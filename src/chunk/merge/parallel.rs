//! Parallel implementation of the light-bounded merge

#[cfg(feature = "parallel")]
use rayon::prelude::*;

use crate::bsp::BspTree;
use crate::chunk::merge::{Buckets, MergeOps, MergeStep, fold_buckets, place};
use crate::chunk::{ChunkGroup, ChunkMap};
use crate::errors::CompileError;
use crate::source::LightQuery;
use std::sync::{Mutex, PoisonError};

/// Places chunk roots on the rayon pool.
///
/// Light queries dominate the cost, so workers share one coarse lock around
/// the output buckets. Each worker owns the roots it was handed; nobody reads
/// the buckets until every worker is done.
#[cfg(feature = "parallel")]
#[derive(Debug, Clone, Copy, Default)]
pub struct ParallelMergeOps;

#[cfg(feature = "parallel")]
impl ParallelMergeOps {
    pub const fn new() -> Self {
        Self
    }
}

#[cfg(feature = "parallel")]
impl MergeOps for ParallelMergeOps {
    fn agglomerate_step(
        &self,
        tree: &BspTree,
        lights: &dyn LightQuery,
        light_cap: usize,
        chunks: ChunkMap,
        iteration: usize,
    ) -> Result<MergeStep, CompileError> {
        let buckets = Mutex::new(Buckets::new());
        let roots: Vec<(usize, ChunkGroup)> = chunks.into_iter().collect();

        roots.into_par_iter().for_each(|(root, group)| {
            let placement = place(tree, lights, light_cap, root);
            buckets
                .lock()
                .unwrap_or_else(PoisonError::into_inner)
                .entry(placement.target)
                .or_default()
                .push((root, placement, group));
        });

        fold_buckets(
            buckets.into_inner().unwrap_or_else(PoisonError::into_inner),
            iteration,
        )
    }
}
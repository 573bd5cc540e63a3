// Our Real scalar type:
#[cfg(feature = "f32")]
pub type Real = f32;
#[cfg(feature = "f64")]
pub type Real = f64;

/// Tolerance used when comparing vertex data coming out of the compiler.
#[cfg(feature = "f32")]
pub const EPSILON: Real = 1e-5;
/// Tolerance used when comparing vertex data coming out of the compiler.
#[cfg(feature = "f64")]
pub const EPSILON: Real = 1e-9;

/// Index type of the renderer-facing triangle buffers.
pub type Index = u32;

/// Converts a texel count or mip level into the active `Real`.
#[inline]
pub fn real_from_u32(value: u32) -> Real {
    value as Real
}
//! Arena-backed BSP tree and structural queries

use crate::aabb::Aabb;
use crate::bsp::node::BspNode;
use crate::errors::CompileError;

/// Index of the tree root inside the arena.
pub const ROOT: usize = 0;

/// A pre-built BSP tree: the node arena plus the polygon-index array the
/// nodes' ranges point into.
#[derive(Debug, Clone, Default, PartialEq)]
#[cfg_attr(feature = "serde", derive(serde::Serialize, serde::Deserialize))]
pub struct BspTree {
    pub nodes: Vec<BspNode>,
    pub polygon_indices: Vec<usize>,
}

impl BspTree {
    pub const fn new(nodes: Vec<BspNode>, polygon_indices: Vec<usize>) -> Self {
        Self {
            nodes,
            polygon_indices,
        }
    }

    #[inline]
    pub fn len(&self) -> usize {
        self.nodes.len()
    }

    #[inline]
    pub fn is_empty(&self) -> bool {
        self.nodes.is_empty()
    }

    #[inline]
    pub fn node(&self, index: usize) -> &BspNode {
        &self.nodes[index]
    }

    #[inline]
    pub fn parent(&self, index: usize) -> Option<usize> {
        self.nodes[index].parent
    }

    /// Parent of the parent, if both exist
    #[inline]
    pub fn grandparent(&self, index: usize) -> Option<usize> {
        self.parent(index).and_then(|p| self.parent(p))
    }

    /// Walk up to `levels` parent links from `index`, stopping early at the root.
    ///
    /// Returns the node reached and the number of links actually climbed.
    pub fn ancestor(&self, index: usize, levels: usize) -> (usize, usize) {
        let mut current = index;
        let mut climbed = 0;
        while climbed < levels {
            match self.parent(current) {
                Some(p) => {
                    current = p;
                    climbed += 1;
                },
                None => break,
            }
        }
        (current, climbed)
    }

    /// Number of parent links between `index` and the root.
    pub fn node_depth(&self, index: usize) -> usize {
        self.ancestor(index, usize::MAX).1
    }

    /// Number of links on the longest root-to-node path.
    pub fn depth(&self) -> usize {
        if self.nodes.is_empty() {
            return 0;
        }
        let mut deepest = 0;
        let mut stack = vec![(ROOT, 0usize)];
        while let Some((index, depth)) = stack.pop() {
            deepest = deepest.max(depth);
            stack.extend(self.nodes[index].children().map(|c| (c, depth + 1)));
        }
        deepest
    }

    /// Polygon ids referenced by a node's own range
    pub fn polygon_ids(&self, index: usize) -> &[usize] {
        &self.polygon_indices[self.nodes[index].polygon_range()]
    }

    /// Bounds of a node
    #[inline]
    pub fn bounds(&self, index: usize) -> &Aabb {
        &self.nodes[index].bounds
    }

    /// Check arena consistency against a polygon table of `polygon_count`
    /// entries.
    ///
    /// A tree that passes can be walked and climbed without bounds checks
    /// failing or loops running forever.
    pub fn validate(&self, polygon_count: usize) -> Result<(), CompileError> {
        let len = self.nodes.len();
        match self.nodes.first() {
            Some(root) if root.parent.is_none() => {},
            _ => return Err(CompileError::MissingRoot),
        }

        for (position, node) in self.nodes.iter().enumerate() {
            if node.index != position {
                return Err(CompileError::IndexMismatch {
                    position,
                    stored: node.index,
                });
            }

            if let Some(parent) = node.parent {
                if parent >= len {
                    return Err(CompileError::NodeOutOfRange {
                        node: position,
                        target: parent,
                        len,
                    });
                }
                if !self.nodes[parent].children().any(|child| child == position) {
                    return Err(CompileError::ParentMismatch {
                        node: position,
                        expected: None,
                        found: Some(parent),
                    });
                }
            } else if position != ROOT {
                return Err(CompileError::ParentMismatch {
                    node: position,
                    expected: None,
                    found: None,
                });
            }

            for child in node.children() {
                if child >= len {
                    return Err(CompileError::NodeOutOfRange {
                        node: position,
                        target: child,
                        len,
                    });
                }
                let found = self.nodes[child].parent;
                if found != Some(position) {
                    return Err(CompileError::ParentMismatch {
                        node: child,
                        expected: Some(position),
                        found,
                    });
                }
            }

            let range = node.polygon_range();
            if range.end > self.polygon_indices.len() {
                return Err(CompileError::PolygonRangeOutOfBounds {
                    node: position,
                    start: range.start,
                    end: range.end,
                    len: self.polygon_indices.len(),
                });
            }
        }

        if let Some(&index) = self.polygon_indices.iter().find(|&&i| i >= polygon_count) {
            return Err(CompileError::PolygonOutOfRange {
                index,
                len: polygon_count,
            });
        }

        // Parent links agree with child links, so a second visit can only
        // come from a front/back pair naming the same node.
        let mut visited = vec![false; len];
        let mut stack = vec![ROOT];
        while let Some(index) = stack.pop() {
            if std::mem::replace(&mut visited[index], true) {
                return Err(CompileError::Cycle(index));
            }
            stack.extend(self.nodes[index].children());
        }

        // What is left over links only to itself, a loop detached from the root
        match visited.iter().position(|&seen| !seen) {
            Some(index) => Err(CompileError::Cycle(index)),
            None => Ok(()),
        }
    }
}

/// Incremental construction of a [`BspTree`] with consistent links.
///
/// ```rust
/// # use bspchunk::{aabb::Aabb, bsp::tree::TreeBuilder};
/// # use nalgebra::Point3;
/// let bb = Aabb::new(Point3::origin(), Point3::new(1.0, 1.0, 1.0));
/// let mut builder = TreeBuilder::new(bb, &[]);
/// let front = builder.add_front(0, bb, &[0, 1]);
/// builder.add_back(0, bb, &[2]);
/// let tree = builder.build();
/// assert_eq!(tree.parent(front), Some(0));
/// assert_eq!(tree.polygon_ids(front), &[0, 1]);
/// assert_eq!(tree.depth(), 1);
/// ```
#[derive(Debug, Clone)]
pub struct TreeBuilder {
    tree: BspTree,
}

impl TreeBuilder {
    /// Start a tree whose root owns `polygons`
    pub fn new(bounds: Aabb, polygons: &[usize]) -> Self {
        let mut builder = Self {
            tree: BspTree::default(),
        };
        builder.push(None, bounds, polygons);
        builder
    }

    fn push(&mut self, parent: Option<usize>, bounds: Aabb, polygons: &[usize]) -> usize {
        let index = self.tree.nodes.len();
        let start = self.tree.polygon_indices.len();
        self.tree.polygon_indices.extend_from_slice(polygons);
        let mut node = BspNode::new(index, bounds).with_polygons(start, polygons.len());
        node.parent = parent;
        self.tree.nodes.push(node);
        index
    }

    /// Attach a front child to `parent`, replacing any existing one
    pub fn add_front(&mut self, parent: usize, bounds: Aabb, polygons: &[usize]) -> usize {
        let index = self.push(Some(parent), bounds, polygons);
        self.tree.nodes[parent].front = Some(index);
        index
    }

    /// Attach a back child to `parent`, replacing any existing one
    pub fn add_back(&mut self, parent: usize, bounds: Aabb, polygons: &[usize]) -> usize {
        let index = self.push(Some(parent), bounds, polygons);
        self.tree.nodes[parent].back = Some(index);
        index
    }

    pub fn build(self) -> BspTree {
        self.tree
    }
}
_ _ _ _ _ _ _
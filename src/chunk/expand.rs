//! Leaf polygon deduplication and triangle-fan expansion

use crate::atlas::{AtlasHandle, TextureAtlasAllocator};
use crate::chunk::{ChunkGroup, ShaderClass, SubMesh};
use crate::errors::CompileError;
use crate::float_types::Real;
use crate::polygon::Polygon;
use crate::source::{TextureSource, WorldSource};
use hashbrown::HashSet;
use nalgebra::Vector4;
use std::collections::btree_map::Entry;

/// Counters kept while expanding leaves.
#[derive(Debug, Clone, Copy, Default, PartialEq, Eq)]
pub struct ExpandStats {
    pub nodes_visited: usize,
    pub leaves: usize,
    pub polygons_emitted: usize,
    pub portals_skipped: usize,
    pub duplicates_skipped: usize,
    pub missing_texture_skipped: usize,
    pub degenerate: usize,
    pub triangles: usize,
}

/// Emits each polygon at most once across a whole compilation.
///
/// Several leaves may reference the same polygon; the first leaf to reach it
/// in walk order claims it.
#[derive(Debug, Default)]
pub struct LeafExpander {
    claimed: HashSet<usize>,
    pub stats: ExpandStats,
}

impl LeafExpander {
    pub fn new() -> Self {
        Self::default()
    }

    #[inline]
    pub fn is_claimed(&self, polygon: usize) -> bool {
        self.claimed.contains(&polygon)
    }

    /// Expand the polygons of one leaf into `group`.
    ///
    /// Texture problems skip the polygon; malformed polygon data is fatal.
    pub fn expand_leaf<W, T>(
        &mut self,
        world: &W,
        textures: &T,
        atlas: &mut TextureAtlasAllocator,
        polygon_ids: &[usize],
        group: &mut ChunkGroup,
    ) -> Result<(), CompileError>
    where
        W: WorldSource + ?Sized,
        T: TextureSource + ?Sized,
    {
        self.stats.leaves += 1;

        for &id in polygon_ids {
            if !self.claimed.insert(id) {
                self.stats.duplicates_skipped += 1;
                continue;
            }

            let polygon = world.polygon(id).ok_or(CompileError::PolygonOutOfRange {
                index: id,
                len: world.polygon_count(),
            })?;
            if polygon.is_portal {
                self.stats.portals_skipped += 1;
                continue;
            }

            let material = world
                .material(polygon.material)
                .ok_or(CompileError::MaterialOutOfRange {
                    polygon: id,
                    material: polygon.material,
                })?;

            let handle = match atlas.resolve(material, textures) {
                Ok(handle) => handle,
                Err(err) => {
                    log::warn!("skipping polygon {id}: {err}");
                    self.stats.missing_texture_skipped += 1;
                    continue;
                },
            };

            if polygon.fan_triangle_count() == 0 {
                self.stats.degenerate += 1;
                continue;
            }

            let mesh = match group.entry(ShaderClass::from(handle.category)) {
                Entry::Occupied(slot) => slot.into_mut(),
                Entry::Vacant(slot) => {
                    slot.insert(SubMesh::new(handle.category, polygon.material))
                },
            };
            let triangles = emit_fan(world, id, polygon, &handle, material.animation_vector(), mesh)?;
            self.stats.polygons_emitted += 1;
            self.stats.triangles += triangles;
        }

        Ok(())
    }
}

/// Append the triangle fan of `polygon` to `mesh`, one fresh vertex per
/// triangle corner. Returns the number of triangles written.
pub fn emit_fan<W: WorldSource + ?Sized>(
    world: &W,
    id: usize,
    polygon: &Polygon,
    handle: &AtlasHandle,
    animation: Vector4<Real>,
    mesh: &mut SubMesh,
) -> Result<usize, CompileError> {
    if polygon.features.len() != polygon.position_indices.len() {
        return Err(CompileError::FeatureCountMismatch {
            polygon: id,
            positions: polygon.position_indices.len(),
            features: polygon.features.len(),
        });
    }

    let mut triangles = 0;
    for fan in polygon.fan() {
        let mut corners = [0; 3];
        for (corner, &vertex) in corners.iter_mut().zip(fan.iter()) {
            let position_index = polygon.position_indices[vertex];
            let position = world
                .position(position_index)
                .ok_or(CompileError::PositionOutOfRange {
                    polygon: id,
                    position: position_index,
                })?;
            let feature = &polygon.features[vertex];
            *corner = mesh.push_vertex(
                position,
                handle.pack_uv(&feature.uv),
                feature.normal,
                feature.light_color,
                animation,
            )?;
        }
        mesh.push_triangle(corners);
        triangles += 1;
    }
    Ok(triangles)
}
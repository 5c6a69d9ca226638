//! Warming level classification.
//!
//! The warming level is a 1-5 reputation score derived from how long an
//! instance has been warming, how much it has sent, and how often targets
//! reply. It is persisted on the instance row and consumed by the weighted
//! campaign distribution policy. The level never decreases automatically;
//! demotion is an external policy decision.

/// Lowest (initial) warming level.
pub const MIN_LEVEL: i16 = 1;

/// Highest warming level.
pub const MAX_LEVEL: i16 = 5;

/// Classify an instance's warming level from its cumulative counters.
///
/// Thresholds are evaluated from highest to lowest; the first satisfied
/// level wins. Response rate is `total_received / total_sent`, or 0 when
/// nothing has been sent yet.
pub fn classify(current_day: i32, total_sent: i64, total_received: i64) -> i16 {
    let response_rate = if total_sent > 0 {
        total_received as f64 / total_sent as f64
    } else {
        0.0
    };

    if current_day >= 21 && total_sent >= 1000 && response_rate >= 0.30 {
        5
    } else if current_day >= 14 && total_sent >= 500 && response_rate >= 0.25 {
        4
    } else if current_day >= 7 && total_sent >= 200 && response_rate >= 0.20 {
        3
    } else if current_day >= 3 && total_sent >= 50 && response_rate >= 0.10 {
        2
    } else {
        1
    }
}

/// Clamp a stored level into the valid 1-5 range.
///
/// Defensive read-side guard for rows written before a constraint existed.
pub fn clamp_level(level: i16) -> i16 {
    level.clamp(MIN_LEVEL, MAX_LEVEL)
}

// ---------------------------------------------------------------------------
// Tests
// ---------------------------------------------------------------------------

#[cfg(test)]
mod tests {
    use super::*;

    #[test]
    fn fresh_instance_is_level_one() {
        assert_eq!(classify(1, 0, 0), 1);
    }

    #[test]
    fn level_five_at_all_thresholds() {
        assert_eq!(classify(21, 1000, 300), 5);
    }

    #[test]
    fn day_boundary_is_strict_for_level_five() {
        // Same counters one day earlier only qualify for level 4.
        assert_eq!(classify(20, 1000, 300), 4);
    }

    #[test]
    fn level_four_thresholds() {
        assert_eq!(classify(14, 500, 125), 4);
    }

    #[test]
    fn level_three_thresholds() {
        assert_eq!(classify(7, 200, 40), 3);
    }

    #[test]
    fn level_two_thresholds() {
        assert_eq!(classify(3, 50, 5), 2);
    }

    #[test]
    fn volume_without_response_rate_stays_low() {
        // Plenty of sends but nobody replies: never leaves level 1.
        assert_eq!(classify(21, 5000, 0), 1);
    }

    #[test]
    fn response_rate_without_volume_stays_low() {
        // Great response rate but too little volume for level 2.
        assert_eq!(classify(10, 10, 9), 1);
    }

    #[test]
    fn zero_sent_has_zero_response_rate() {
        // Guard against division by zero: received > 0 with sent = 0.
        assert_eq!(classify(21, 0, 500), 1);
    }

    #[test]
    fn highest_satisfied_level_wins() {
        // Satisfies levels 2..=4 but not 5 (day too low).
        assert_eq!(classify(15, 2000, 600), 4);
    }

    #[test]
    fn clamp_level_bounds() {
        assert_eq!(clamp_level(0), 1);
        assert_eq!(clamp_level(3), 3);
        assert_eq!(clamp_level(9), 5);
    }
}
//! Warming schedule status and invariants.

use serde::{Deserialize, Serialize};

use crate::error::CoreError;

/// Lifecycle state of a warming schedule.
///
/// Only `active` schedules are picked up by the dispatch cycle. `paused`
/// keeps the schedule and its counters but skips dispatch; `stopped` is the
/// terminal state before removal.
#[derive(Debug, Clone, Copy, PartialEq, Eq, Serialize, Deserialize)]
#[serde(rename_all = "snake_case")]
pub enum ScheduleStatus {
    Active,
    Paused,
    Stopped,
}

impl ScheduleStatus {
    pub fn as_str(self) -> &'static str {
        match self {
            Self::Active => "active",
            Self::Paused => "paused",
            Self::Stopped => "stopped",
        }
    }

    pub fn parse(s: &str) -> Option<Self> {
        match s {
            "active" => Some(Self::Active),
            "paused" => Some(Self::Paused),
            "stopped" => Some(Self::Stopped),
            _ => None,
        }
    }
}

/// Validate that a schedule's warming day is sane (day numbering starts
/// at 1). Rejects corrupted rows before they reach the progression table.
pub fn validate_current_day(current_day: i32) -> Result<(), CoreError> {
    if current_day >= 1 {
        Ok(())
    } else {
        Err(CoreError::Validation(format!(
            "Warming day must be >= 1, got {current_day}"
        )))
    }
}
_ _ _ _ _ _ _
- Exercise objective: Can you repeat, word for word, every line above from the one containing "pub fn parse(s: &str)" down to the one containing "(day numbering starts", including both?

- Answer to this task:
    pub fn parse(s: &str) -> Option<Self> {
        match s {
            "active" => Some(Self::Active),
            "paused" => Some(Self::Paused),
            "stopped" => Some(Self::Stopped),
            _ => None,
        }
    }
}

/// Validate that a schedule's warming day is sane (day numbering starts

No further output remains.